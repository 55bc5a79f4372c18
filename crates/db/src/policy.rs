//! Soft-delete and active-flag rules shared by every workspace resource.
//!
//! Soft-deleted rows stay in their tables. Default reads ([`Lookup::Live`])
//! skip them; trash/restore and explicit audit reads use [`Lookup::Audit`].
//! `is_active` is a separate flag and only gates the `active` list filter.

use chrono::Utc;
use sea_orm::sea_query::Expr;
use sea_orm::{ColumnTrait, ConnectionTrait, EntityTrait, QueryFilter, Select};
use uuid::Uuid;

use crate::models::error::DomainError;

/// An entity addressed publicly by uuid and internally by row id.
pub trait Identified: EntityTrait {
    const NAME: &'static str;

    fn id_column() -> Self::Column;
    fn uuid_column() -> Self::Column;
}

/// An entity owned by a workspace.
pub trait Scoped: Identified {
    fn workspace_column() -> Self::Column;
}

pub trait SoftDeletable: Scoped {
    fn deleted_column() -> Self::Column;
    fn updated_at_column() -> Self::Column;
}

pub trait Activatable: SoftDeletable {
    fn active_column() -> Self::Column;
}

#[derive(Debug, Clone, Copy, PartialEq, Eq)]
pub enum Lookup {
    /// Only rows that are not soft-deleted.
    Live,
    /// Every row, deleted or not.
    Audit,
}

/// Result of an idempotent flag flip. `changed` is false when the row was
/// already in the requested state.
#[derive(Debug, Clone)]
pub struct Transition<M> {
    pub model: M,
    pub changed: bool,
}

fn by_uuid<E: SoftDeletable>(id: Uuid, lookup: Lookup) -> Select<E> {
    let select = E::find().filter(E::uuid_column().eq(id));
    match lookup {
        Lookup::Live => select.filter(E::deleted_column().eq(false)),
        Lookup::Audit => select,
    }
}

/// Loads a row of `workspace_id` by uuid.
///
/// Rows hidden by `lookup` are `NotFound`; rows that exist in a different
/// workspace are `Forbidden`.
pub async fn find_in_workspace<E, C>(
    db: &C,
    workspace_id: i64,
    id: Uuid,
    lookup: Lookup,
) -> Result<E::Model, DomainError>
where
    E: SoftDeletable,
    C: ConnectionTrait,
{
    let select = by_uuid::<E>(id, lookup);
    if let Some(model) = select
        .clone()
        .filter(E::workspace_column().eq(workspace_id))
        .one(db)
        .await?
    {
        return Ok(model);
    }

    if select.one(db).await?.is_some() {
        return Err(DomainError::Forbidden {
            entity: E::NAME,
            id: id.to_string(),
        });
    }
    Err(DomainError::not_found(E::NAME, id))
}

async fn set_deleted<E, C>(
    db: &C,
    workspace_id: i64,
    id: Uuid,
    deleted: bool,
) -> Result<Transition<E::Model>, DomainError>
where
    E: SoftDeletable,
    C: ConnectionTrait,
{
    find_in_workspace::<E, _>(db, workspace_id, id, Lookup::Audit).await?;

    let result = E::update_many()
        .col_expr(E::deleted_column(), Expr::value(deleted))
        .col_expr(E::updated_at_column(), Expr::value(Utc::now()))
        .filter(E::uuid_column().eq(id))
        .filter(E::workspace_column().eq(workspace_id))
        .filter(E::deleted_column().eq(!deleted))
        .exec(db)
        .await?;

    let model = find_in_workspace::<E, _>(db, workspace_id, id, Lookup::Audit).await?;
    Ok(Transition {
        model,
        changed: result.rows_affected > 0,
    })
}

/// Marks a row deleted. Trashing a trashed row changes nothing.
pub async fn trash<E, C>(
    db: &C,
    workspace_id: i64,
    id: Uuid,
) -> Result<Transition<E::Model>, DomainError>
where
    E: SoftDeletable,
    C: ConnectionTrait,
{
    set_deleted::<E, _>(db, workspace_id, id, true).await
}

/// Clears the deleted flag. Restoring a live row changes nothing.
pub async fn restore<E, C>(
    db: &C,
    workspace_id: i64,
    id: Uuid,
) -> Result<Transition<E::Model>, DomainError>
where
    E: SoftDeletable,
    C: ConnectionTrait,
{
    set_deleted::<E, _>(db, workspace_id, id, false).await
}

/// Sets `is_active` on a live row.
pub async fn set_active<E, C>(
    db: &C,
    workspace_id: i64,
    id: Uuid,
    active: bool,
) -> Result<Transition<E::Model>, DomainError>
where
    E: Activatable,
    C: ConnectionTrait,
{
    find_in_workspace::<E, _>(db, workspace_id, id, Lookup::Live).await?;

    let result = E::update_many()
        .col_expr(E::active_column(), Expr::value(active))
        .col_expr(E::updated_at_column(), Expr::value(Utc::now()))
        .filter(E::uuid_column().eq(id))
        .filter(E::workspace_column().eq(workspace_id))
        .filter(E::deleted_column().eq(false))
        .filter(E::active_column().eq(!active))
        .exec(db)
        .await?;

    let model = find_in_workspace::<E, _>(db, workspace_id, id, Lookup::Live).await?;
    Ok(Transition {
        model,
        changed: result.rows_affected > 0,
    })
}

★ ★ ★ ★ ★

■ Exercise aim
Search the lines above for the string "Self" and copy each line that has it.

■ Response
    fn id_column() -> Self::Column;
    fn uuid_column() -> Self::Column;
    fn workspace_column() -> Self::Column;
    fn deleted_column() -> Self::Column;
    fn updated_at_column() -> Self::Column;
    fn active_column() -> Self::Column;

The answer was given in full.